Archive for the 'Technology' Category

Mar 31 2020

Decoding Speech from Brainwaves

Here is yet another incremental advance in brain-machine interface (BMI) technology – decoding what someone is saying from their brainwaves using a neural network and machine learning. We are still a distance away from using a system like this to allow someone who cannot speak to communicate, but the study nicely illustrates where the technology is. Here is the BBC’s reporting:

Scientists have taken a step forward in their ability to decode what a person is saying just by looking at their brainwaves when they speak.

They trained algorithms to transfer the brain patterns into sentences in real-time and with word error rates as low as 3%.

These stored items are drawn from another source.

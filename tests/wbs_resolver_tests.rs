#![cfg(feature = "sqlite")]

use rusqlite::Connection;
use schedule_import::{
    AuditStamp, IdAllocator, ImportBatch, ImportConfig, ImportError, ProjectContext,
    ProjectStore, SqliteProjectStore, WbsOutcome, WbsResolver, WbsRow, import_batch,
};

fn fixture() -> (Connection, ProjectContext) {
    let conn = Connection::open_in_memory().unwrap();
    SqliteProjectStore::initialize_schema(&conn).unwrap();
    let project = SqliteProjectStore::create_project(
        &conn,
        "PRJ",
        "Project Root",
        Some(1),
        &AuditStamp::now("tester"),
    )
    .unwrap();
    (conn, project)
}

fn wbs_rows(conn: &Connection) -> i64 {
    conn.query_row("SELECT COUNT(*) FROM PROJWBS", [], |row| row.get(0))
        .unwrap()
}

fn parent_of(conn: &Connection, short_name: &str) -> Option<i64> {
    conn.query_row(
        "SELECT parent_wbs_id FROM PROJWBS WHERE wbs_short_name = ?1",
        [short_name],
        |row| row.get(0),
    )
    .unwrap()
}

#[test]
fn resolving_the_same_row_twice_creates_one_node() {
    let (conn, project) = fixture();
    let store = SqliteProjectStore::new(&conn);
    let mut ids = IdAllocator::seed(&store).unwrap();
    let audit = AuditStamp::now("tester");
    let mut resolver = WbsResolver::new(&project);
    let row = WbsRow::new("ENG", "Engineering", "");

    let first = resolver
        .resolve_or_create(&store, &mut ids, &audit, &row)
        .unwrap()
        .unwrap();
    let second = resolver
        .resolve_or_create(&store, &mut ids, &audit, &row)
        .unwrap()
        .unwrap();

    assert!(matches!(first, WbsOutcome::Created(_)));
    assert_eq!(second, WbsOutcome::Cached(first.id()));
    assert_eq!(wbs_rows(&conn), 2);
    assert_eq!(parent_of(&conn, "ENG"), Some(project.root_wbs_id));
}

#[test]
fn a_fresh_resolver_reuses_persisted_nodes_by_full_name() {
    let (conn, project) = fixture();
    let store = SqliteProjectStore::new(&conn);
    let mut ids = IdAllocator::seed(&store).unwrap();
    let audit = AuditStamp::now("tester");
    let row = WbsRow::new("ENG", "Engineering", "");

    let created = WbsResolver::new(&project)
        .resolve_or_create(&store, &mut ids, &audit, &row)
        .unwrap()
        .unwrap();
    let resumed = WbsResolver::new(&project)
        .resolve_or_create(&store, &mut ids, &audit, &row)
        .unwrap()
        .unwrap();

    assert_eq!(resumed, WbsOutcome::Existing(created.id()));
    assert_eq!(wbs_rows(&conn), 2);
}

#[test]
fn empty_short_name_means_no_node() {
    let (conn, project) = fixture();
    let store = SqliteProjectStore::new(&conn);
    let mut ids = IdAllocator::seed(&store).unwrap();
    let mut resolver = WbsResolver::new(&project);

    let outcome = resolver
        .resolve_or_create(
            &store,
            &mut ids,
            &AuditStamp::now("tester"),
            &WbsRow::new("  ", "Nameless", ""),
        )
        .unwrap();
    assert_eq!(outcome, None);
    assert_eq!(wbs_rows(&conn), 1);
}

#[test]
fn short_names_without_full_names_never_share_a_node() {
    let (conn, project) = fixture();
    let store = SqliteProjectStore::new(&conn);
    let mut ids = IdAllocator::seed(&store).unwrap();
    let mut resolver = WbsResolver::new(&project);
    let audit = AuditStamp::now("tester");

    for short_name in ["X", "Y"] {
        let err = resolver
            .resolve_or_create(&store, &mut ids, &audit, &WbsRow::new(short_name, " ", ""))
            .unwrap_err();
        assert!(matches!(err, ImportError::UnnamedWbs(ref name) if name == short_name));
    }
    assert_eq!(wbs_rows(&conn), 1);
}

#[test]
fn the_root_short_name_resolves_to_the_project_node() {
    let (conn, project) = fixture();
    let store = SqliteProjectStore::new(&conn);
    let mut ids = IdAllocator::seed(&store).unwrap();
    let mut resolver = WbsResolver::new(&project);

    let outcome = resolver
        .resolve_or_create(
            &store,
            &mut ids,
            &AuditStamp::now("tester"),
            &WbsRow::new("PRJ", "Project Root", ""),
        )
        .unwrap();
    assert_eq!(outcome, Some(WbsOutcome::Cached(project.root_wbs_id)));
}

#[test]
fn the_project_node_has_no_parent() {
    let (conn, project) = fixture();
    assert_eq!(parent_of(&conn, &project.root_short_name), None);
}

#[test]
fn children_are_wired_to_parents_listed_earlier() {
    let (mut conn, project) = fixture();
    let batch = ImportBatch::wbs(vec![
        WbsRow::new("ENG", "Engineering", ""),
        WbsRow::new("ENG.1", "Design", "Engineering"),
        WbsRow::new("ENG.1.1", "Detailed Design", "Design"),
        WbsRow::new("PM", "Management", "Project Root"),
    ]);

    let report = import_batch(&mut conn, &ImportConfig::for_project("PRJ"), &batch).unwrap();
    assert_eq!(report.wbs_created, 4);

    let store = SqliteProjectStore::new(&conn);
    let eng = store
        .find_wbs_by_name(project.proj_id, "Engineering")
        .unwrap()
        .unwrap();
    let design = store
        .find_wbs_by_name(project.proj_id, "Design")
        .unwrap()
        .unwrap();
    assert_eq!(parent_of(&conn, "ENG.1"), Some(eng));
    assert_eq!(parent_of(&conn, "ENG.1.1"), Some(design));
    assert_eq!(parent_of(&conn, "PM"), Some(project.root_wbs_id));

    let (flags, status): (String, String) = conn
        .query_row(
            "SELECT proj_node_flag || sum_data_flag, status_code FROM PROJWBS WHERE wbs_short_name = 'ENG'",
            [],
            |row| Ok((row.get(0)?, row.get(1)?)),
        )
        .unwrap();
    assert_eq!(flags, "NY");
    assert_eq!(status, "WS_Active");
}

#[test]
fn a_child_before_its_parent_aborts_the_whole_run() {
    let (mut conn, _) = fixture();
    let batch = ImportBatch::wbs(vec![
        WbsRow::new("ENG", "Engineering", ""),
        WbsRow::new("MECH.1", "Mechanical Design", "Mechanical"),
        WbsRow::new("MECH", "Mechanical", ""),
    ]);

    let err = import_batch(&mut conn, &ImportConfig::for_project("PRJ"), &batch).unwrap_err();
    match err {
        ImportError::MissingParentWbs { parent, child } => {
            assert_eq!(parent, "Mechanical");
            assert_eq!(child, "MECH.1");
        }
        other => panic!("unexpected error {other:?}"),
    }
    assert_eq!(wbs_rows(&conn), 1, "only the project node may remain");
}

#[test]
fn rerunning_a_hierarchy_import_creates_nothing_new() {
    let (mut conn, _) = fixture();
    let config = ImportConfig::for_project("PRJ");
    let batch = ImportBatch::wbs(vec![
        WbsRow::new("ENG", "Engineering", ""),
        WbsRow::new("ENG.1", "Design", "Engineering"),
    ]);

    import_batch(&mut conn, &config, &batch).unwrap();
    let again = import_batch(&mut conn, &config, &batch).unwrap();

    assert_eq!(again.wbs_created, 0);
    assert_eq!(again.wbs_reused, 2);
    assert_eq!(wbs_rows(&conn), 3);
}
use crate::persistence::{ImportError, ImportResult};
use serde::{Deserialize, Serialize};
use std::fs::File;
use std::path::{Path, PathBuf};

pub const DEFAULT_HOURS_PER_DAY: f64 = 24.0;
pub const DEFAULT_USER_NAME: &str = "admin";

/// Settings for one import run. Loaded from JSON, then overridden from the
/// command line, then handed to the loader by reference.
#[derive(Debug, Clone, PartialEq, Serialize, Deserialize)]
#[serde(default)]
pub struct ImportConfig {
    pub db_path: Option<PathBuf>,
    /// `PROJECT.proj_short_name` of the target project.
    pub project_code: String,
    pub user_name: String,
    pub hours_per_day: f64,
    pub wbs_file: Option<PathBuf>,
    pub activities_file: Option<PathBuf>,
}

impl Default for ImportConfig {
    fn default() -> Self {
        Self {
            db_path: None,
            project_code: String::new(),
            user_name: DEFAULT_USER_NAME.to_string(),
            hours_per_day: DEFAULT_HOURS_PER_DAY,
            wbs_file: None,
            activities_file: None,
        }
    }
}

impl ImportConfig {
    pub fn for_project(project_code: impl Into<String>) -> Self {
        Self {
            project_code: project_code.into(),
            ..Self::default()
        }
    }

    pub fn from_json_file<P: AsRef<Path>>(path: P) -> ImportResult<Self> {
        let file = File::open(path)?;
        let config: ImportConfig = serde_json::from_reader(file)?;
        Ok(config)
    }

    pub fn validate(&self) -> ImportResult<()> {
        if self.project_code.trim().is_empty() {
            return Err(ImportError::InvalidConfig(
                "project_code must not be empty".into(),
            ));
        }
        if !self.hours_per_day.is_finite() || self.hours_per_day <= 0.0 {
            return Err(ImportError::InvalidConfig(format!(
                "hours_per_day must be a positive number (got {})",
                self.hours_per_day
            )));
        }
        if self.user_name.trim().is_empty() {
            return Err(ImportError::InvalidConfig(
                "user_name must not be empty".into(),
            ));
        }
        Ok(())
    }
}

Previously, these so-called “brain-machine interfaces” have had limited success in decoding neural activity.

Now here are all the caveats from the paper. First, the technology used electrocorticography (ECoG), which is an EEG with brain surface electrodes. So this requires an invasive procedure, and persistent electrodes inside the skull and on top of brain tissue. Also, in order to get the best performance, they used a lot of electrodes – resulting in 256 channels (a channel is a comparison in the electrical activity between two electrodes). They simulated what would happen with fewer electrodes by eliminating many of the channels in the data, down to 64, and found that the error rates were about four times greater. The authors argue this is “still within the usable range” but they consider usable range up to a 20-25% error rate. What this shows is that – yes, more electrodes matter. You need the very fine discrimination of brain activity in order to get good (usable) results.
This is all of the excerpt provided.